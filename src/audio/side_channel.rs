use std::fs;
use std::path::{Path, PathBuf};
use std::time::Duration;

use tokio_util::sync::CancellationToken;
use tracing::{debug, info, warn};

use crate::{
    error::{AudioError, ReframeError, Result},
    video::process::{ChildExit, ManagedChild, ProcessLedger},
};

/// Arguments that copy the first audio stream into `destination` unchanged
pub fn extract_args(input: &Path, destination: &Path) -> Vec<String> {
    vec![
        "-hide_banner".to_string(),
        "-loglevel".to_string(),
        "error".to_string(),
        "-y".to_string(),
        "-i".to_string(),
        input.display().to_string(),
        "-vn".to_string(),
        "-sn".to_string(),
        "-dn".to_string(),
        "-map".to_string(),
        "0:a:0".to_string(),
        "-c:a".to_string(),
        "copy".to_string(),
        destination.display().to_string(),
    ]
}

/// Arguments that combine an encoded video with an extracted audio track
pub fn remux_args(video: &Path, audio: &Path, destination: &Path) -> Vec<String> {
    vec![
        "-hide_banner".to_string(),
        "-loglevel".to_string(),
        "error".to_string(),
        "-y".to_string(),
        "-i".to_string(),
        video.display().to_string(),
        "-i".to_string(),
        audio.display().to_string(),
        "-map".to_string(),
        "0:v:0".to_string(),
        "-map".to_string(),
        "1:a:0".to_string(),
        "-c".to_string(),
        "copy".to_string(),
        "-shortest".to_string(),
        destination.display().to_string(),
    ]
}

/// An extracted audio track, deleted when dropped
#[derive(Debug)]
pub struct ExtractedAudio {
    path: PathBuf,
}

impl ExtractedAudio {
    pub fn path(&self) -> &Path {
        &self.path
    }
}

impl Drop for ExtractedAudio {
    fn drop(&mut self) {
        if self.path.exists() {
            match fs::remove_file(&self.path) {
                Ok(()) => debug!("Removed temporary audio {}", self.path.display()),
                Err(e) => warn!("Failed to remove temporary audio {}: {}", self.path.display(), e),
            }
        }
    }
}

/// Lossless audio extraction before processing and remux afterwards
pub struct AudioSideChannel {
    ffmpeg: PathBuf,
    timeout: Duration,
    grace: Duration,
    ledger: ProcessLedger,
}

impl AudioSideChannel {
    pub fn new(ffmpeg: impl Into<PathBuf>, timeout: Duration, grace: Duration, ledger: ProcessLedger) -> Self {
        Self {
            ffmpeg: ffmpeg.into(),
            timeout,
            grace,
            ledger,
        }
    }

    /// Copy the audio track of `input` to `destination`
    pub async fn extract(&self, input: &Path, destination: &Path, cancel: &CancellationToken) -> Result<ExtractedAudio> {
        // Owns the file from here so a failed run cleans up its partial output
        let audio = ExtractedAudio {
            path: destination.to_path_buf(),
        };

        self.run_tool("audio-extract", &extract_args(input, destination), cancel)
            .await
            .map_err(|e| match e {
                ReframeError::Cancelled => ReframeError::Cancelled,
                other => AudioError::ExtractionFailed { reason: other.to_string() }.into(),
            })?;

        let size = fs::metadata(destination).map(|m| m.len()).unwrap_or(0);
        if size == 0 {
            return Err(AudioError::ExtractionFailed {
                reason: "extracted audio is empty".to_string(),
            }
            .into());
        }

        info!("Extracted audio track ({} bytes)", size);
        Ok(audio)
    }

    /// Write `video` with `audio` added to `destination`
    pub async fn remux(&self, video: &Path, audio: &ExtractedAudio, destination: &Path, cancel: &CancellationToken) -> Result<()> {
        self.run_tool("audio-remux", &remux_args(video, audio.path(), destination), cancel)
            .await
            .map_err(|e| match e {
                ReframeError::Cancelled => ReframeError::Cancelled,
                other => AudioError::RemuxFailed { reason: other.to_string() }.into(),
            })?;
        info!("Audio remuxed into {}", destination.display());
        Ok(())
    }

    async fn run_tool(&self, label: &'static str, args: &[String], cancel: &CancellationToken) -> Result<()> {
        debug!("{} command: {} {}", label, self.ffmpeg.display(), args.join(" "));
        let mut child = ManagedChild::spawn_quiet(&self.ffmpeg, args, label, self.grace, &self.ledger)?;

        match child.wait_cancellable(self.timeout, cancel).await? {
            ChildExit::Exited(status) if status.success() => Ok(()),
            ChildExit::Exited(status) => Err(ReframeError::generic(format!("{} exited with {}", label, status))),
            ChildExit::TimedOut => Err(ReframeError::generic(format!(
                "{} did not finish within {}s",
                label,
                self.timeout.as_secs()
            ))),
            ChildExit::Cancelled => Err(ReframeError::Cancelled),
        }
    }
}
--
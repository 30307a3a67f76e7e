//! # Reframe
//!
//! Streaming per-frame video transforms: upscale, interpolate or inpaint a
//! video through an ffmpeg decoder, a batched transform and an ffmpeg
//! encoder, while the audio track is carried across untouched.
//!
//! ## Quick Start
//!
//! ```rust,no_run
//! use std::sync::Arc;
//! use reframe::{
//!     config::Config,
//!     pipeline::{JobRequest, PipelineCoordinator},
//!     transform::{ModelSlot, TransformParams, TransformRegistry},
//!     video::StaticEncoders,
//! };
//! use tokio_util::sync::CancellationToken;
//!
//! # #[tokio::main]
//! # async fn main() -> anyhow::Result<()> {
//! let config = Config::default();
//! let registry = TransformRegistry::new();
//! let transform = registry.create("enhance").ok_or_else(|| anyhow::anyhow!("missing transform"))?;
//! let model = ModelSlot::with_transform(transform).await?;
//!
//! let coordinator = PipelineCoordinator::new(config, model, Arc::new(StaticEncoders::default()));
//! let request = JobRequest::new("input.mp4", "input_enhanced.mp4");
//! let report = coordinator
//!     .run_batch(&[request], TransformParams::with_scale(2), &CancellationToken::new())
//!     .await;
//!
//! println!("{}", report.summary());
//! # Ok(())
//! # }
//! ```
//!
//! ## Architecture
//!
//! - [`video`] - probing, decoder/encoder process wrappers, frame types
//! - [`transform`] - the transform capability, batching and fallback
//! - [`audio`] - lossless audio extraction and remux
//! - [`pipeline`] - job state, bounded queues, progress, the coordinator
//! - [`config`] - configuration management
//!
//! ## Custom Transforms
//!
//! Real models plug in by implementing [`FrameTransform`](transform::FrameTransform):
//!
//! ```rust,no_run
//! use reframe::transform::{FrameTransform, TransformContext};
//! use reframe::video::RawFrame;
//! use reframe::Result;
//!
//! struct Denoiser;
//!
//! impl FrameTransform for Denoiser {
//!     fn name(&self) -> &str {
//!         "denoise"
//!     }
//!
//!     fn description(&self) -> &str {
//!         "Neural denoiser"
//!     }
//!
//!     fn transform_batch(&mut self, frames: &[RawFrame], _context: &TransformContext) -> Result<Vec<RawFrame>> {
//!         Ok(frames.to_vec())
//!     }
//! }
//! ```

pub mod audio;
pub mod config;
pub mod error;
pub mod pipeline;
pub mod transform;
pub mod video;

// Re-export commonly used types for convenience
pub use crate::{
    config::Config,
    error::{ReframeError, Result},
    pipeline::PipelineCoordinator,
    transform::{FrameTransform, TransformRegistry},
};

== YOUR OBJECTIVE ==
Copy out every line of the listing where the word "ManagedChild" occurs.

== ANSWER BOX ==
    video::process::{ChildExit, ManagedChild, ProcessLedger},
        let mut child = ManagedChild::spawn_quiet(&self.ffmpeg, args, label, self.grace, &self.ledger)?;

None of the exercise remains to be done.